简体   繁体   English

调整的adm更改,吞吐量从4k下降到9条消息

[英]throughput fall from 4k to 9 messages with tuned-adm changes

I have a network client and server application. 我有一个网络客户端和服务器应用程序。 The dataflow is such that the client sends a message to the server and the server responds with an acknowledgment. 数据流使得客户端向服务器发送消息,并且服务器以确认响应。 Only on the receipt of the acknowledgment, client seconds the next message. 仅在收到确认后,客户端才会秒发下一条消息。

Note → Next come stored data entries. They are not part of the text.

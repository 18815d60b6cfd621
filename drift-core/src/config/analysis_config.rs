//! Analysis configuration.

use serde::{Deserialize, Serialize};

/// Configuration for the analysis subsystem.
#[derive(Debug, Clone, Serialize, Deserialize, Default)]
#[serde(default)]
pub struct AnalysisConfig {
    /// Minimum occurrences for pattern discovery. Default: 3.
    pub min_occurrences: Option<u32>,
    /// Dominance threshold for convention detection. Default: 0.60.
    pub dominance_threshold: Option<f64>,
    /// Minimum files for pattern to be considered. Default: 2.
    pub min_files: Option<u32>,
    /// Re-learning threshold (% files changed to trigger full re-learn). Default: 0.10.
    pub relearn_threshold: Option<f64>,
    /// Enabled analysis categories.
    #[serde(default)]
    pub enabled_categories: Vec<String>,
    /// Per-detector threshold overrides.
    #[serde(default)]
    pub detector_thresholds: std::collections::HashMap<String, f64>,
    /// Languages enabled for GAST analysis.
    #[serde(default)]
    pub gast_languages: Vec<String>,
    /// Enable incremental analysis. Default: true.
    pub incremental: Option<bool>,
}

impl AnalysisConfig {
    /// Returns the effective minimum occurrences, defaulting to 3.
    pub fn effective_min_occurrences(&self) -> u32 {
        self.min_occurrences.unwrap_or(3)
    }

    /// Returns the effective dominance threshold, defaulting to 0.60.
    pub fn effective_dominance_threshold(&self) -> f64 {
        self.dominance_threshold.unwrap_or(0.60)
    }

    /// Returns the effective minimum files, defaulting to 2.
    pub fn effective_min_files(&self) -> u32 {
        self.min_files.unwrap_or(2)
    }
}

The client application, written in C++, have 3 threads, namely network thread (responsible for sending messages via socket), main thread( responsible for making a request message) and a timer thread (fires every second). 用C ++编写的客户端应用程序具有3个线程,即网络线程(负责通过套接字发送消息),主线程(负责发出请求消息)和计时器线程(每秒触发)。

The server application have 2 threads, main thread and the network thread. 服务器应用程序具有2个线程,主线程和网络线程。

I run RHEL 6.3, 2.6.32-279 kernel. 我运行RHEL 6.3、2.6.32-279内核。

Configuration 1 配置1

  1. tuned-adm profile latency-performance 调整的adm配置文件延迟性能
  2. All Client's threads on same CPU Core id 所有客户端线程在同一CPU核心ID上
  3. All Server's threads on same CPU Core id, but a different Core Id from Client's thread 所有服务器的线程都在相同的CPU核心ID上,但与客户线程的核心ID不同
  4. Client and server running on same machine 客户端和服务器在同一台计算机上运行

Throughput: 4500 messages per second 吞吐量:每秒4500条消息

Configuration 2 配置2

  1. tuned-adm profile throughput-performance tuned-adm配置文件吞吐性能
  2. All Client's threads on same CPU Core id 所有客户端线程在同一CPU核心ID上
  3. All Server's threads on same CPU Core id, but a different Core Id from Client's thread 所有服务器的线程都在相同的CPU核心ID上,但与客户线程的核心ID不同
  4. Client and server running on same machine 客户端和服务器在同一台计算机上运行

Throughput: 9-15 messages per second 吞吐量:每秒9-15条消息

Configuration 3 配置3

  1. tuned-adm profile throughput-performance tuned-adm配置文件吞吐性能
  2. All Client's threads on different CPU Core id 不同CPU核心ID上的所有客户端线程
  3. All Server's threads on different CPU Core id, and different Core Id from Client's thread 所有服务器线程在不同的CPU核心ID上以及客户端的线程在不同的核心ID上
  4. Client and server running on same machine 客户端和服务器在同一台计算机上运行

Throughput: 1100 messages per second 吞吐量:每秒1100条消息

The machine has negligible load. 机器的负载可以忽略不计。 Can someone explain the drop from 4k to 9 messages per second when profile was switched from latency-performance to throughput-performance. 当配置文件从延迟性能更改为吞吐量性能时,有人可以解释一下每秒4k到9条消息的下降。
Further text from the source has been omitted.